** Opening DATA block **

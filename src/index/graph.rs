//! GraphQL subgraph index client.

use crate::error::DispatchError;
use crate::http::{build_http_client, describe_http_error, describe_status};
use crate::index::{IndexedEntry, QueueIndex};
use crate::queue::Operation;
use crate::types::{Address, Bytes, Sequence, B256, U256};
use async_trait::async_trait;
use reqwest::Client;
use serde::{Deserialize, Deserializer};
use serde_json::json;
use std::str::FromStr;
use std::time::Duration;
use tracing::debug;

const QUERY: &str = r#"query DelayTransactions($id: String, $nonce: Int) {
  delayModifier(id: $id) {
    transactions(where: {nonce_gte: $nonce}, orderBy: nonce, orderDirection: asc) {
      nonce
      to
      data
      hash
      value
      operation
      createdAt
    }
  }
}"#;

#[derive(Debug, Deserialize)]
struct GraphResponse {
    data: Option<GraphData>,
    #[serde(default)]
    errors: Vec<GraphErrorBody>,
}

#[derive(Debug, Deserialize)]
struct GraphErrorBody {
    message: String,
}

#[derive(Debug, Deserialize)]
#[serde(rename_all = "camelCase")]
struct GraphData {
    delay_modifier: Option<GraphModifier>,
}

#[derive(Debug, Deserialize)]
struct GraphModifier {
    #[serde(default)]
    transactions: Vec<GraphTransaction>,
}

#[derive(Debug, Deserialize)]
#[serde(rename_all = "camelCase")]
struct GraphTransaction {
    #[serde(deserialize_with = "number_or_string")]
    nonce: u64,
    to: String,
    data: String,
    hash: String,
    value: String,
    operation: String,
    #[serde(deserialize_with = "number_or_string")]
    created_at: u64,
}

/// Subgraph fields arrive either as JSON numbers or as `BigInt` strings.
fn number_or_string<'de, D>(deserializer: D) -> Result<u64, D::Error>
where
    D: Deserializer<'de>,
{
    #[derive(Deserialize)]
    #[serde(untagged)]
    enum Raw {
        Number(u64),
        Text(String),
    }

    match Raw::deserialize(deserializer)? {
        Raw::Number(n) => Ok(n),
        Raw::Text(s) => s.parse().map_err(serde::de::Error::custom),
    }
}

impl GraphTransaction {
    fn into_entry(self) -> Result<IndexedEntry, String> {
        let operation = match self.operation.as_str() {
            "Call" => Operation::Call,
            "DelegateCall" => Operation::DelegateCall,
            other => return Err(format!("unknown operation {:?} at nonce {}", other, self.nonce)),
        };
        let target = Address::from_str(&self.to)
            .map_err(|e| format!("invalid target {:?} at nonce {}: {}", self.to, self.nonce, e))?;
        let value = U256::from_str(&self.value)
            .map_err(|e| format!("invalid value {:?} at nonce {}: {}", self.value, self.nonce, e))?;
        let payload = hex::decode(self.data.trim_start_matches("0x"))
            .map_err(|e| format!("invalid data at nonce {}: {}", self.nonce, e))?;
        let content_hash = B256::from_str(&self.hash)
            .map_err(|e| format!("invalid hash {:?} at nonce {}: {}", self.hash, self.nonce, e))?;

        Ok(IndexedEntry {
            sequence: self.nonce,
            target,
            value,
            payload: Bytes::from(payload),
            operation,
            content_hash,
            created_at: self.created_at,
        })
    }
}

/// Queue index backed by a GraphQL subgraph endpoint
pub struct GraphQueueIndex {
    client: Client,
    url: String,
}

impl GraphQueueIndex {
    pub fn new(url: String, request_timeout: Duration) -> Result<Self, DispatchError> {
        let client = build_http_client(request_timeout).map_err(DispatchError::Index)?;
        Ok(Self { client, url })
    }
}

#[async_trait]
impl QueueIndex for GraphQueueIndex {
    async fn entries_from(
        &self,
        instance: Address,
        from_sequence: Sequence,
    ) -> Result<Vec<IndexedEntry>, DispatchError> {
        let body = json!({
            "query": QUERY,
            "variables": {
                "id": format!("{:#x}", instance),
                "nonce": from_sequence,
            },
            "operationName": "DelayTransactions",
        });

        let response = self
            .client
            .post(&self.url)
            .json(&body)
            .send()
            .await
            .map_err(|e| DispatchError::Index(describe_http_error(&e)))?;

        if !response.status().is_success() {
            return Err(DispatchError::Index(describe_status(response).await));
        }

        let parsed: GraphResponse = response
            .json()
            .await
            .map_err(|e| DispatchError::Index(format!("Failed to parse response: {}", e)))?;

        parse_entries(parsed, instance)
    }
}

fn parse_entries(parsed: GraphResponse, instance: Address) -> Result<Vec<IndexedEntry>, DispatchError> {
    if let Some(first) = parsed.errors.first() {
        return Err(DispatchError::Index(first.message.clone()));
    }

    let Some(modifier) = parsed.data.and_then(|d| d.delay_modifier) else {
        debug!(%instance, "Index has no record of instance");
        return Ok(Vec::new());
    };

    let mut entries = modifier
        .transactions
        .into_iter()
        .map(GraphTransaction::into_entry)
        .collect::<Result<Vec<_>, _>>()
        .map_err(DispatchError::Index)?;
    entries.sort_by_key(|e| e.sequence);
    Ok(entries)
}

** Closing DATA block **

### [DIRECTIONS]
Produce the records once again, exactly as they stand above.

### [WRITTEN REPLY]
filename src/index/graph.rs
//! GraphQL subgraph index client.

use crate::error::DispatchError;
use crate::http::{build_http_client, describe_http_error, describe_status};
use crate::index::{IndexedEntry, QueueIndex};
use crate::queue::Operation;
use crate::types::{Address, Bytes, Sequence, B256, U256};
use async_trait::async_trait;
use reqwest::Client;
use serde::{Deserialize, Deserializer};
use serde_json::json;
use std::str::FromStr;
use std::time::Duration;
use tracing::debug;

const QUERY: &str = r#"query DelayTransactions($id: String, $nonce: Int) {
  delayModifier(id: $id) {
    transactions(where: {nonce_gte: $nonce}, orderBy: nonce, orderDirection: asc) {
      nonce
      to
      data
      hash
      value
      operation
      createdAt
    }
  }
}"#;

#[derive(Debug, Deserialize)]
struct GraphResponse {
    data: Option<GraphData>,
    #[serde(default)]
    errors: Vec<GraphErrorBody>,
}

#[derive(Debug, Deserialize)]
struct GraphErrorBody {
    message: String,
}

#[derive(Debug, Deserialize)]
#[serde(rename_all = "camelCase")]
struct GraphData {
    delay_modifier: Option<GraphModifier>,
}

#[derive(Debug, Deserialize)]
struct GraphModifier {
    #[serde(default)]
    transactions: Vec<GraphTransaction>,
}

#[derive(Debug, Deserialize)]
#[serde(rename_all = "camelCase")]
struct GraphTransaction {
    #[serde(deserialize_with = "number_or_string")]
    nonce: u64,
    to: String,
    data: String,
    hash: String,
    value: String,
    operation: String,
    #[serde(deserialize_with = "number_or_string")]
    created_at: u64,
}

/// Subgraph fields arrive either as JSON numbers or as `BigInt` strings.
fn number_or_string<'de, D>(deserializer: D) -> Result<u64, D::Error>
where
    D: Deserializer<'de>,
{
    #[derive(Deserialize)]
    #[serde(untagged)]
    enum Raw {
        Number(u64),
        Text(String),
    }

    match Raw::deserialize(deserializer)? {
        Raw::Number(n) => Ok(n),
        Raw::Text(s) => s.parse().map_err(serde::de::Error::custom),
    }
}

impl GraphTransaction {
    fn into_entry(self) -> Result<IndexedEntry, String> {
        let operation = match self.operation.as_str() {
            "Call" => Operation::Call,
            "DelegateCall" => Operation::DelegateCall,
            other => return Err(format!("unknown operation {:?} at nonce {}", other, self.nonce)),
        };
        let target = Address::from_str(&self.to)
            .map_err(|e| format!("invalid target {:?} at nonce {}: {}", self.to, self.nonce, e))?;
        let value = U256::from_str(&self.value)
            .map_err(|e| format!("invalid value {:?} at nonce {}: {}", self.value, self.nonce, e))?;
        let payload = hex::decode(self.data.trim_start_matches("0x"))
            .map_err(|e| format!("invalid data at nonce {}: {}", self.nonce, e))?;
        let content_hash = B256::from_str(&self.hash)
            .map_err(|e| format!("invalid hash {:?} at nonce {}: {}", self.hash, self.nonce, e))?;

        Ok(IndexedEntry {
            sequence: self.nonce,
            target,
            value,
            payload: Bytes::from(payload),
            operation,
            content_hash,
            created_at: self.created_at,
        })
    }
}

/// Queue index backed by a GraphQL subgraph endpoint
pub struct GraphQueueIndex {
    client: Client,
    url: String,
}

impl GraphQueueIndex {
    pub fn new(url: String, request_timeout: Duration) -> Result<Self, DispatchError> {
        let client = build_http_client(request_timeout).map_err(DispatchError::Index)?;
        Ok(Self { client, url })
    }
}

#[async_trait]
impl QueueIndex for GraphQueueIndex {
    async fn entries_from(
        &self,
        instance: Address,
        from_sequence: Sequence,
    ) -> Result<Vec<IndexedEntry>, DispatchError> {
        let body = json!({
            "query": QUERY,
            "variables": {
                "id": format!("{:#x}", instance),
                "nonce": from_sequence,
            },
            "operationName": "DelayTransactions",
        });

        let response = self
            .client
            .post(&self.url)
            .json(&body)
            .send()
            .await
            .map_err(|e| DispatchError::Index(describe_http_error(&e)))?;

        if !response.status().is_success() {
            return Err(DispatchError::Index(describe_status(response).await));
        }

        let parsed: GraphResponse = response
            .json()
            .await
            .map_err(|e| DispatchError::Index(format!("Failed to parse response: {}", e)))?;

        parse_entries(parsed, instance)
    }
}

fn parse_entries(parsed: GraphResponse, instance: Address) -> Result<Vec<IndexedEntry>, DispatchError> {
    if let Some(first) = parsed.errors.first() {
        return Err(DispatchError::Index(first.message.clone()));
    }

    let Some(modifier) = parsed.data.and_then(|d| d.delay_modifier) else {
        debug!(%instance, "Index has no record of instance");
        return Ok(Vec::new());
    };

    let mut entries = modifier
        .transactions
        .into_iter()
        .map(GraphTransaction::into_entry)
        .collect::<Result<Vec<_>, _>>()
        .map_err(DispatchError::Index)?;
    entries.sort_by_key(|e| e.sequence);
    Ok(entries)
}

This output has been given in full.